The statement is this:

The measurement problem is not really a problem, because the result of a measurement is not only dependent on the system being "measured", but also on the observer doing the "measuring".

To actually realize this dichotomy between an "internal" and "external" observer, the size of the observer's Hilbert space, given by its dimension $\dim(H_O)$, must be comparable to $\dim(H_S)$ - the dimension of the Hilbert space corresponding to the system under observation.
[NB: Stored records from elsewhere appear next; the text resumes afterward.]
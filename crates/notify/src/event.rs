//! Event types delivered over notification channels.

use serde::{Deserialize, Serialize};
use serde_json::Value;

/// A single event as it appears on the wire and as it is delivered to
/// subscribers.
///
/// The payload is kept opaque here; decoding it into a domain type is the
/// subscriber's concern.
#[derive(Debug, Clone, PartialEq, Serialize, Deserialize)]
pub struct ChannelEvent {
    /// The channel the event was published on.
    pub channel: String,

    /// The event kind, e.g. `update_transaction`.
    #[serde(rename = "eventName")]
    pub event: String,

    /// The opaque message payload.
    #[serde(rename = "message")]
    pub payload: Value,
}

impl ChannelEvent {
    /// Convenience constructor.
    pub fn new(channel: &str, event: &str, payload: Value) -> Self {
        Self {
            channel: channel.to_owned(),
            event: event.to_owned(),
            payload,
        }
    }
}
//! Helpers for feeding notification events to a [`HubNotifyClient`] by hand.

use hub_notify::{client::HubNotifyClient, event::ChannelEvent};
use serde_json::json;
use tokio::sync::mpsc::{unbounded_channel, UnboundedSender};
use tokio_stream::wrappers::UnboundedReceiverStream;

/// Creates a [`HubNotifyClient`] whose wire stream is driven by the returned
/// sender. Dropping the sender simulates the transport disconnecting.
pub fn wire_channel() -> (UnboundedSender<ChannelEvent>, HubNotifyClient) {
    let (wire_tx, wire_rx) = unbounded_channel();
    let client = HubNotifyClient::connect(UnboundedReceiverStream::new(wire_rx));
    (wire_tx, client)
}

/// Builds the `update_transaction` event the hub publishes when a signing
/// job completes, on the channel scoped to `job_id`.
pub fn update_transaction_event(job_id: &str, id: &str, transaction_hash: &str) -> ChannelEvent {
    ChannelEvent::new(
        &format!("web3-hub-{job_id}"),
        "update_transaction",
        json!({ "id": id, "transactionHash": transaction_hash }),
    )
}
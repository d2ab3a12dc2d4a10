//! Lifecycle events emitted by the correlation engine.
//!
//! These are a side-effecting observation channel only, suitable for driving
//! a progress indicator or structured audit log. Subscribing to them never
//! alters correlation semantics.

/// A notable point in the life of a signing request.
#[derive(Debug, Clone, PartialEq, Eq)]
pub enum LifecycleEvent {
    /// The request is about to be registered with the hub.
    Submitted {
        /// The RPC method being signed.
        method: String,
    },

    /// The hub accepted the request and assigned it to a signing job.
    Registered {
        /// Hub-assigned transaction id.
        id: String,

        /// Hub-assigned signing job id.
        job_id: String,
    },

    /// A completion notification matched the pending request.
    Matched {
        /// Hub-assigned transaction id.
        id: String,

        /// The resulting transaction hash.
        transaction_hash: String,
    },

    /// The signing flow failed or was abandoned.
    Failed {
        /// Human-readable description of the failure.
        reason: String,
    },
}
Instead, what we generally encounter is $\dim(H_O) \gg \dim(H_S)$ as is the case for, say, an apparatus with a vacuum chamber and other paraphernalia which is being used to study an atomic scale sample.
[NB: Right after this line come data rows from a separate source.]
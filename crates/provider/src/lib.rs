//! # `hub-sign-provider`
//!
//! A JSON-RPC request interceptor that sits between a web3 client library and
//! an Ethereum node. Most RPC methods are forwarded unchanged to a configured
//! node endpoint; the ones that require the signer's key material
//! (`eth_sendTransaction`, `eth_sign`) are redirected to the signing hub,
//! where a human approves the transaction. The provider then waits, possibly
//! for minutes, for the hub's completion notification and resolves the
//! original call with the resulting transaction hash.
//!
//! The entry point is [`provider::HubSignProvider`]; the asynchronous
//! completion-correlation engine lives in [`correlator::TxCorrelator`].

pub mod config;
pub mod constants;
pub mod correlator;
pub mod errors;
pub mod events;
pub mod provider;

pub use config::ProviderConfig;
pub use provider::HubSignProvider;
//! This crate provides test-utilities for exercising the signing provider
//! without a live hub, notification transport, or Ethereum node.

pub mod hub;
pub mod node;
pub mod wire;

/// A checksummed address (an EIP-55 reference vector) usable as the `from`
/// field in test configs.
pub const TEST_FROM_ADDRESS: &str = "0x5aAeb6053F3E94C9b9A09f33669435E7Ef1BeAed";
In this case the apparatus is not described by the three states $\{|\text{ready}\rangle, |\text{up}\rangle, |\text{down}\rangle\}$, but by the large (infinite?) family of states $\{|\text{ready};\alpha\rangle, |\text{up};\alpha\rangle, |\text{down};\alpha\rangle\}$ where $\alpha$ parametrizes the "helper" degrees of freedom of the apparatus which are not directly involved in generating the final output, but are nevertheless present in any interaction. Examples of these d.o.f are the states of the electrons in the wiring which transmits data between the apparatus and the system.
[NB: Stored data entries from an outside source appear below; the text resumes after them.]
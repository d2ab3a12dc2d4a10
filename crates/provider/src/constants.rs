//! This module provides the constant values used throughout the crate.

/// Namespace prefix of the hub's notification channels.
pub const CHANNEL_NAMESPACE: &str = "web3-hub";

/// The event kind carrying transaction-status updates.
pub const UPDATE_TRANSACTION_EVENT: &str = "update_transaction";

/// The RPC methods that require the signer's key material and are therefore
/// redirected to the hub instead of the node endpoint.
pub const SIGNING_METHODS: [&str; 2] = ["eth_sendTransaction", "eth_sign"];

/// Returns the notification channel scoped to `job_id`.
pub fn job_channel(job_id: &str) -> String {
    format!("{CHANNEL_NAMESPACE}-{job_id}")
}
So if we consider the apparatus to be "internal" then the Hilbert space of the total "system+apparatus" is:

$$H_{S+O} = H_S \otimes H_O$$

which has as its basis vectors

$$\{ \left|\uparrow\right\rangle|\text{ready};\alpha\rangle, \left|\uparrow\right\rangle|\text{up};\alpha\rangle, \left|\uparrow\right\rangle|\text{down}; \alpha\rangle; \left|\downarrow\right\rangle|\text{ready};\alpha\rangle, \left|\downarrow\right\rangle|\text{up};\alpha\rangle, \left|\downarrow\right\rangle|\text{down};\alpha\rangle \}$$

It is the states of the form $\left|\uparrow\right\rangle|\text{down};\alpha\rangle$ and $\left|\downarrow\right\rangle|\text{up};\alpha\rangle$ which are "counterfactual" (and you neglected to mention in the question).

At this point I wave my hands and say when an external super-observer looks at the states of the system described by $H_{S+O}$, the conterfactual states of the type mentioned above will interfere destructively due to the presence of the numerous $\alpha$ d.o.f; leaving only the "consistent" states of the type $\left|\uparrow\right\rangle|\text{up};\alpha\rangle$ and $\left|\downarrow\right\rangle|\text{down};\alpha\rangle$ as the ones with non-negligible amplitudes. So in such cases, their is no contradiction between what the super-observer sees and whatever output the apparatus yields.

It is when the observer and observed systems become comparable in size that we run into all kinds of problems. As far as I know no apparatus has yet been constructed which is described by the same number of d.o.f as the system it is supposed to measure. But we are rapidly approaching that limit with nanotechnology and then this measurement dichotomy will have to dealt with head on.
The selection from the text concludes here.